Our long-term objectives are to understand the genetic pathways that control human hematopoietic stem cells (HSCs) and to determine how changes in these programs lead to generating leukemic stem cells (LSC). By identifying the target pathways involved in these changes, we will be able to contribute to the development of targeted therapeutics.
Tracing the origins of relapse in acute myeloid leukaemia to stem cells. In acute myeloid leukaemia, long-term survival is poor as most patients relapse despite achieving remission. Historically, the failure of therapy has been thought to be due to mutations that produce drug resistance, possibly arising as a consequence of the mutagenic properties of chemotherapy drugs. However, other lines of evidence have pointed to the pre-existence of drug-resistant cells. Full Story can be view in pubmed abstract.
A 17-gene stemness score for rapid determination of risk in acute leukaemia. Refractoriness to induction chemotherapy and relapse after achievement of remission are the main obstacles to cure in acute myeloid leukaemia (AML). After standard induction chemotherapy, patients are assigned to different post-remission strategies on the basis of cytogenetic and molecular abnormalities that broadly define adverse, intermediate and favourable risk categories. However, some patients do not respond to induction therapy and another subset will eventually relapse despite the lack of adverse risk factors. Full Story can be view in pubmed abstract.

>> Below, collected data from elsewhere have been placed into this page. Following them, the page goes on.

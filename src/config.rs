//! Configuration for the rewrite pipeline

use crate::error::{RewriteError, RewriteResult};
use crate::model::ParamValue;
use crate::params::parameters_from_json;

pub const STRIP_TRIGGERS_VAR: &str = "REWRITE_STRIP_TRIGGERS";
pub const FORMAT_DATES_VAR: &str = "REWRITE_FORMAT_DATES";
pub const CONTEXT_VAR: &str = "REWRITE_CONTEXT";
pub const PARAMS_VAR: &str = "REWRITE_PARAMS";
pub const PRETTY_VAR: &str = "REWRITE_PRETTY";

/// Parameters to merge into a named context before the response goes out
#[derive(Debug, Clone, PartialEq)]
pub struct ParamInjection {
    pub context: String,
    pub params: ParamValue,
}

#[derive(Debug, Clone, PartialEq)]
pub struct RewriteConfig {
    pub strip_triggers: bool,
    pub format_dates: bool,
    pub inject: Option<ParamInjection>,
    /// Pretty-print JSON output (CLI only)
    pub pretty: bool,
}

impl Default for RewriteConfig {
    fn default() -> Self {
        Self {
            strip_triggers: true,
            format_dates: true,
            inject: None,
            pretty: false,
        }
    }
}

impl RewriteConfig {
    /// Read configuration from the process environment
    ///
    /// # Errors
    /// See [`RewriteConfig::from_vars`].
    pub fn from_env() -> RewriteResult<Self> {
        Self::from_vars(std::env::vars())
    }

    /// Build configuration from `(name, value)` pairs; unknown names are ignored
    ///
    /// # Errors
    /// Returns `RewriteError::Config` for an unparsable flag, for params
    /// without a target context, and `RewriteError::Json` or
    /// `RewriteError::InvalidParams` for a bad params document.
    pub fn from_vars<I, K, V>(vars: I) -> RewriteResult<Self>
    where
        I: IntoIterator<Item = (K, V)>,
        K: AsRef<str>,
        V: Into<String>,
    {
        let mut config = Self::default();
        let mut context = None;
        let mut params = None;

        for (name, value) in vars {
            let value = value.into();
            match name.as_ref() {
                STRIP_TRIGGERS_VAR => config.strip_triggers = parse_flag(STRIP_TRIGGERS_VAR, &value)?,
                FORMAT_DATES_VAR => config.format_dates = parse_flag(FORMAT_DATES_VAR, &value)?,
                PRETTY_VAR => config.pretty = parse_flag(PRETTY_VAR, &value)?,
                CONTEXT_VAR if !value.trim().is_empty() => context = Some(value),
                PARAMS_VAR if !value.trim().is_empty() => {
                    params = Some(parameters_from_json(serde_json::from_str(&value)?)?);
                }
                _ => {}
            }
        }

        config.inject = match (context, params) {
            (Some(context), Some(params)) => Some(ParamInjection { context, params }),
            (None, Some(params)) => {
                return Err(RewriteError::Config {
                    name: CONTEXT_VAR,
                    value: format!("unset while {PARAMS_VAR} is {}", params.kind()),
                })
            }
            _ => None,
        };
        Ok(config)
    }
}

fn parse_flag(name: &'static str, value: &str) -> RewriteResult<bool> {
    match value.trim().to_ascii_lowercase().as_str() {
        "1" | "true" | "yes" | "on" => Ok(true),
        "0" | "false" | "no" | "off" => Ok(false),
        _ => Err(RewriteError::Config {
            name,
            value: value.to_string(),
        }),
    }
}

miR-126 Regulates Distinct Self-Renewal Outcomes in Normal and Malignant Hematopoietic Stem Cells. To investigate miRNA function in human acute myeloid leukemia (AML) stem cells (LSC), we generated a prognostic LSC-associated miRNA signature derived from functionally validated subpopulations of AML samples. For one signature miRNA, miR-126, high bioactivity aggregated all in vivo patient sample LSC activity into a single sorted population, tightly coupling miR-126 expression to LSC function. Full Story can be view in pubmed abstract.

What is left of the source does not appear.